Antes de vestir a farda de soldado o jovem tinha intenção de seguir a vida religiosa. Foi vocacionado no seminário, sendo o fato conhecido pela imã, e que também os manteve em comunhão de certa forma. Ele teria ficado “chocado” em ocasião daquele inesperado encontro, tanto que já casado e fora da policia sempre lembra o dia em que os dois estavam em lados opostos. Este acontecimento marcou também a memória da religiosa e que ela, simplesmente, o traduz dizendo que “a gente tinha uma luta e ele estava na outra luta”. A irmã partilha depois, aliviada, que ficou sabendo que o soldado tinha se “liberado” ao abandonar com o tempo a carreira militar.

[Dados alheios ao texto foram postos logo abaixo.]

//! Integration tests for the image reconcile pass.

use std::collections::HashMap;
use std::sync::Mutex;
use std::time::Duration;

use anyhow::Result;
use async_trait::async_trait;
use bytes::Bytes;
use chrono::Utc;
use likes_archiver::db::{
    get_media_for_post, Author, Database, Media, NewAuthor, NewPost, Post, RecordStore,
};
use likes_archiver::media::{FetchedMedia, HttpMediaFetcher, MediaFetcher};
use likes_archiver::reconciler::ImageReconciler;
use tempfile::TempDir;
use wiremock::matchers::{method, path};
use wiremock::{Mock, MockServer, ResponseTemplate};

async fn setup_db() -> (Database, TempDir) {
    let temp_dir = TempDir::new().expect("Failed to create temp dir");
    let db_path = temp_dir.path().join("test.sqlite");
    let db = Database::new(&db_path)
        .await
        .expect("Failed to create database");
    (db, temp_dir)
}

async fn store_post(db: &Database, id: i64, media_urls: Vec<String>) {
    let author = NewAuthor {
        id: 1,
        name: "Alice".to_string(),
        username: "alice".to_string(),
        protected: false,
    };
    let post = NewPost {
        id,
        text: format!("post {id}"),
        author_id: 1,
        media_urls,
        created_at: Utc::now(),
        crawled_at: Utc::now(),
    };
    db.store_post(&post, &author).await.expect("Failed to store post");
}

async fn mount_image(server: &MockServer, image_path: &str, status: u16, body: &[u8]) {
    Mock::given(method("GET"))
        .and(path(image_path))
        .respond_with(ResponseTemplate::new(status).set_body_bytes(body.to_vec()))
        .mount(server)
        .await;
}

fn reconciler<R: RecordStore>(store: R, media_dir: &std::path::Path) -> ImageReconciler<HttpMediaFetcher, R> {
    let fetcher = HttpMediaFetcher::new(Duration::from_secs(10)).unwrap();
    ImageReconciler::new(fetcher, store, media_dir.to_path_buf(), Duration::ZERO)
}

fn assert_path_iff_downloaded(media: &[Media]) {
    for m in media {
        assert_eq!(m.downloaded, m.path.is_some(), "media {} breaks path invariant", m.id);
    }
}

#[tokio::test]
async fn test_downloads_pending_media() {
    let (db, temp_dir) = setup_db().await;
    let media_dir = temp_dir.path().join("imgs");
    let server = MockServer::start().await;
    mount_image(&server, "/media/a.jpg", 200, b"jpeg bytes").await;
    mount_image(&server, "/media/b", 200, b"mystery bytes").await;

    store_post(
        &db,
        42,
        vec![
            format!("{}/media/a.jpg?format=jpg&name=orig", server.uri()),
            format!("{}/media/b", server.uri()),
        ],
    )
    .await;

    let summary = reconciler(db.clone(), &media_dir).run().await.unwrap();
    assert_eq!(summary.pending, 2);
    assert_eq!(summary.downloaded, 2);

    assert_eq!(std::fs::read(media_dir.join("42_1.jpg")).unwrap(), b"jpeg bytes");
    assert_eq!(std::fs::read(media_dir.join("42_2.unk")).unwrap(), b"mystery bytes");

    let media = get_media_for_post(db.pool(), 42).await.unwrap();
    assert!(media.iter().all(|m| m.downloaded));
    let expected = media_dir.join("42_1.jpg").to_string_lossy().into_owned();
    assert_eq!(media[0].path.as_deref(), Some(expected.as_str()));
    assert_path_iff_downloaded(&media);
}

#[tokio::test]
async fn test_existing_file_not_overwritten() {
    let (db, temp_dir) = setup_db().await;
    let media_dir = temp_dir.path().join("imgs");
    std::fs::create_dir_all(&media_dir).unwrap();
    std::fs::write(media_dir.join("42_1.jpg"), b"orphan from a crashed run").unwrap();

    let server = MockServer::start().await;
    mount_image(&server, "/media/a.jpg", 200, b"first").await;
    mount_image(&server, "/media/b.jpg", 200, b"second").await;
    store_post(
        &db,
        42,
        vec![
            format!("{}/media/a.jpg?format=jpg&name=orig", server.uri()),
            format!("{}/media/b.jpg?format=jpg&name=orig", server.uri()),
        ],
    )
    .await;

    reconciler(db.clone(), &media_dir).run().await.unwrap();

    assert_eq!(
        std::fs::read(media_dir.join("42_1.jpg")).unwrap(),
        b"orphan from a crashed run"
    );
    assert_eq!(std::fs::read(media_dir.join("42_2.jpg")).unwrap(), b"first");
    assert_eq!(std::fs::read(media_dir.join("42_3.jpg")).unwrap(), b"second");
}

#[tokio::test]
async fn test_failed_fetch_left_pending() {
    let (db, temp_dir) = setup_db().await;
    let media_dir = temp_dir.path().join("imgs");
    let server = MockServer::start().await;
    mount_image(&server, "/media/one.jpg", 200, b"one").await;
    mount_image(&server, "/media/two.jpg", 404, b"gone").await;
    mount_image(&server, "/media/three.jpg", 200, b"three").await;

    store_post(&db, 1, vec![format!("{}/media/one.jpg", server.uri())]).await;
    store_post(&db, 2, vec![format!("{}/media/two.jpg", server.uri())]).await;
    store_post(&db, 3, vec![format!("{}/media/three.jpg", server.uri())]).await;

    let summary = reconciler(db.clone(), &media_dir)
        .run()
        .await
        .expect("a 404 must not fail the pass");
    assert_eq!(summary.downloaded, 2);
    assert_eq!(summary.skipped_status, 1);

    let pending = db.find_pending_media().await.unwrap();
    assert_eq!(pending.len(), 1);
    assert!(pending[0].url.ends_with("/media/two.jpg"));
    assert!(pending[0].path.is_none());

    assert!(media_dir.join("1_1.jpg").exists());
    assert!(!media_dir.join("2_1.jpg").exists());
    assert!(media_dir.join("3_1.jpg").exists());

    for post_id in [1, 2, 3] {
        assert_path_iff_downloaded(&get_media_for_post(db.pool(), post_id).await.unwrap());
    }
}

#[tokio::test]
async fn test_rerun_fetches_nothing() {
    let (db, temp_dir) = setup_db().await;
    let media_dir = temp_dir.path().join("imgs");
    let server = MockServer::start().await;
    Mock::given(method("GET"))
        .and(path("/media/a.jpg"))
        .respond_with(ResponseTemplate::new(200).set_body_bytes(b"a".to_vec()))
        .expect(1)
        .mount(&server)
        .await;
    store_post(&db, 5, vec![format!("{}/media/a.jpg", server.uri())]).await;

    let reconciler = reconciler(db.clone(), &media_dir);
    assert_eq!(reconciler.run().await.unwrap().downloaded, 1);

    let second = reconciler.run().await.unwrap();
    assert_eq!(second.pending, 0);
    assert_eq!(second.downloaded, 0);
    assert!(!media_dir.join("5_2.jpg").exists());
}

/// Store holding media rows whose posts are missing.
#[derive(Default)]
struct FakeStore {
    posts: HashMap<i64, Post>,
    media: Vec<Media>,
    marked: Mutex<Vec<(i64, String)>>,
}

#[async_trait]
impl RecordStore for FakeStore {
    async fn find_post(&self, id: i64) -> Result<Option<Post>> {
        Ok(self.posts.get(&id).cloned())
    }

    async fn find_author(&self, _id: i64) -> Result<Option<Author>> {
        Ok(None)
    }

    async fn store_post(&self, _post: &NewPost, _author: &NewAuthor) -> Result<()> {
        Ok(())
    }

    async fn find_pending_media(&self) -> Result<Vec<Media>> {
        Ok(self.media.clone())
    }

    async fn mark_media_downloaded(&self, media_id: i64, path: &str) -> Result<bool> {
        self.marked.lock().unwrap().push((media_id, path.to_string()));
        Ok(true)
    }
}

/// Fetcher that fails for URLs containing "broken".
struct FakeFetcher;

#[async_trait]
impl MediaFetcher for FakeFetcher {
    async fn get(&self, url: &str) -> Result<FetchedMedia> {
        if url.contains("broken") {
            anyhow::bail!("connection reset");
        }
        Ok(FetchedMedia {
            status: 200,
            body: Bytes::copy_from_slice(url.as_bytes()),
        })
    }
}

fn pending(id: i64, url: &str, post_id: i64) -> Media {
    Media {
        id,
        url: url.to_string(),
        post_id,
        path: None,
        downloaded: false,
        ext: Some("png".to_string()),
    }
}

#[tokio::test]
async fn test_missing_post_skipped() {
    let temp_dir = TempDir::new().unwrap();
    let mut store = FakeStore::default();
    store.posts.insert(
        8,
        Post {
            id: 8,
            text: "present".to_string(),
            author_id: 1,
            created_at: "2023-01-01 00:00:00".to_string(),
            crawled_at: "2023-01-01 00:00:00".to_string(),
        },
    );
    store.media = vec![
        pending(1, "https://img.example.com/orphan.png", 404),
        pending(2, "https://img.example.com/kept.png", 8),
    ];

    let reconciler = ImageReconciler::new(FakeFetcher, store, temp_dir.path().to_path_buf(), Duration::ZERO);
    let summary = reconciler.run().await.unwrap();

    assert_eq!(summary.skipped_orphan, 1);
    assert_eq!(summary.downloaded, 1);
    assert!(!temp_dir.path().join("404_1.png").exists());
    assert!(temp_dir.path().join("8_1.png").exists());
}

#[tokio::test]
async fn test_transport_error_isolated() {
    let temp_dir = TempDir::new().unwrap();
    let mut store = FakeStore::default();
    for id in [1, 2] {
        store.posts.insert(
            id,
            Post {
                id,
                text: String::new(),
                author_id: 1,
                created_at: "2023-01-01 00:00:00".to_string(),
                crawled_at: "2023-01-01 00:00:00".to_string(),
            },
        );
    }
    store.media = vec![
        pending(10, "https://img.example.com/broken.png", 1),
        pending(11, "https://img.example.com/fine.png", 2),
    ];

    let reconciler = ImageReconciler::new(FakeFetcher, store, temp_dir.path().to_path_buf(), Duration::ZERO);
    let summary = reconciler.run().await.unwrap();

    assert_eq!(summary.failed, 1);
    assert_eq!(summary.downloaded, 1);
    assert!(temp_dir.path().join("2_1.png").exists());
}

#[tokio::test]
async fn test_http_fetcher_returns_status_and_body() {
    let server = MockServer::start().await;
    mount_image(&server, "/media/raw.jpg", 200, b"raw image").await;
    mount_image(&server, "/media/gone.jpg", 410, b"").await;

    let fetcher = HttpMediaFetcher::new(Duration::from_secs(10)).unwrap();
    let ok = fetcher.get(&format!("{}/media/raw.jpg", server.uri())).await.unwrap();
    assert!(ok.is_success());
    assert_eq!(ok.body, Bytes::from_static(b"raw image"));

    let gone = fetcher.get(&format!("{}/media/gone.jpg", server.uri())).await.unwrap();
    assert_eq!(gone.status, 410);
    assert!(!gone.is_success());
}

#[tokio::test(start_paused = true)]
async fn test_delay_before_each_media_fetch() {
    let temp_dir = TempDir::new().unwrap();
    let mut store = FakeStore::default();
    for id in [1, 2] {
        store.posts.insert(
            id,
            Post {
                id,
                text: String::new(),
                author_id: 1,
                created_at: "2023-01-01 00:00:00".to_string(),
                crawled_at: "2023-01-01 00:00:00".to_string(),
            },
        );
    }
    store.media = vec![
        pending(20, "https://img.example.com/first.png", 1),
        pending(21, "https://img.example.com/second.png", 2),
    ];

    let reconciler = ImageReconciler::new(
        FakeFetcher,
        store,
        temp_dir.path().to_path_buf(),
        Duration::from_secs(1),
    );
    let start = tokio::time::Instant::now();
    let summary = reconciler.run().await.unwrap();

    assert_eq!(summary.downloaded, 2);
    assert!(start.elapsed() >= Duration::from_secs(2));
}
//! The record store interface the crawler and reconciler are written against.

use anyhow::{Context, Result};
use async_trait::async_trait;
use tracing::debug;

use super::models::{Author, Media, NewAuthor, NewMedia, NewPost, Post};
use super::queries::{
    get_author, get_pending_media, get_post, insert_author_if_absent, insert_media_if_absent,
    insert_post_if_absent, set_media_downloaded,
};
use super::Database;
use crate::media::media_extension;

/// Key-indexed storage for posts, authors and media.
///
/// Every write is insert-if-absent or a guarded single-row update, so
/// re-running any pass against the same store is safe.
#[async_trait]
pub trait RecordStore: Send + Sync {
    async fn find_post(&self, id: i64) -> Result<Option<Post>>;

    async fn find_author(&self, id: i64) -> Result<Option<Author>>;

    /// Store a post together with its author and media rows.
    ///
    /// Rows that already exist are left as they are.
    async fn store_post(&self, post: &NewPost, author: &NewAuthor) -> Result<()>;

    async fn find_pending_media(&self) -> Result<Vec<Media>>;

    /// Flip a pending media row to downloaded. Returns `false` if the row
    /// was already complete.
    async fn mark_media_downloaded(&self, media_id: i64, path: &str) -> Result<bool>;
}

#[async_trait]
impl RecordStore for Database {
    async fn find_post(&self, id: i64) -> Result<Option<Post>> {
        get_post(self.pool(), id).await
    }

    async fn find_author(&self, id: i64) -> Result<Option<Author>> {
        get_author(self.pool(), id).await
    }

    async fn store_post(&self, post: &NewPost, author: &NewAuthor) -> Result<()> {
        if insert_author_if_absent(self.pool(), author).await? {
            debug!(author_id = author.id, username = %author.username, "Stored new author");
        }

        // The post and its media land together or not at all.
        let mut tx = self
            .pool()
            .begin()
            .await
            .context("Failed to begin post transaction")?;

        insert_post_if_absent(&mut *tx, post).await?;
        for url in &post.media_urls {
            let media = NewMedia {
                url: url.clone(),
                post_id: post.id,
                ext: media_extension(url),
            };
            insert_media_if_absent(&mut *tx, &media).await?;
        }

        tx.commit()
            .await
            .context("Failed to commit post transaction")?;
        Ok(())
    }

    async fn find_pending_media(&self) -> Result<Vec<Media>> {
        get_pending_media(self.pool()).await
    }

    async fn mark_media_downloaded(&self, media_id: i64, path: &str) -> Result<bool> {
        set_media_downloaded(self.pool(), media_id, path).await
    }
}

Daqueles tempos Lucinda se lembra do Carlos Ferrari como sendo ainda agente da CPT e que depois daquelas lutas levou sua militância para o MST. Filho de camponeses, o Ferrari, segundo a irmã, se destacou pelo seu compromisso. “Foi um dos grandes estrategistas” que organizou as passagens por terra e pelo rio naqueles dias de luta pela terra, pois, era um conhecer dos recantos da região. Anota na memória também a sua companheira de luta a irmã Olga Manosso e o falecido Rosalvo. O medo era companhia de costume por essas andanças. Tinham-se pessoas marcadas para serem pegos; Olga e Rosalvo não podiam sair andando nas beiras dos conflitos. O regime político repressivo tinha-os marcado, queria prendê-los. Foram adotados mecanismos de segurança como a comunicação por códigos que deram certo no sentido de que a primeira grande ocupação de latifúndio no Estado aconteceu com êxito na prática. Outros episódios importantes contribuíram. Embora nada suprissem a organização e o “espírito revolucionário do evangelho” ungidas nas comunidades eclesiais de base.

Os agentes da CPT, de acordo com a opinião de Nelson Trad, deputado daquela época, embora, só criavam “confusão e baderna”. Os Trad trouxeram com o tempo no MS uma camada quase monárquica de políticos de direita, linhagem historicamente contraria as reivindicações dos camponeses no Estado.
Só com a unidade se poderiam enfrentar os perigos e desafios daquele tempo e, segundo a Lucinda, isso foi possível porque se tinha a Dom Alberto, Dom Theordardo, padre Gervasio, dentre outros, que apoiavam a luta dos sem terra em busca de chão, vida e futuro.

Caminhar. Ela se torna uma palavra chave. Xaropes; ervas medicinal, e todo tipo de remédios caseiros são tão importantes como a luta mesma, sempre que a caminhada fosse “junto a esse povo” e pela reforma agrária. As irmãs acompanharam aos camponeses que “perderam a batalha” até a vila São Pedro, perto de Dourados. Muitos doentes, depois dessa peleja, ficaram. A irmã Lucinda deu ajuda espiritual; força para a consciência e xaropes para sarar os doentes...Nos últimos anos, na sua querida Jutí, foi simplesmente uma lutadora incansável...nunca mais parou de lutar junto aos pequenos lavradores.

Irmã Lucinda, eterna lavradora, VIVE!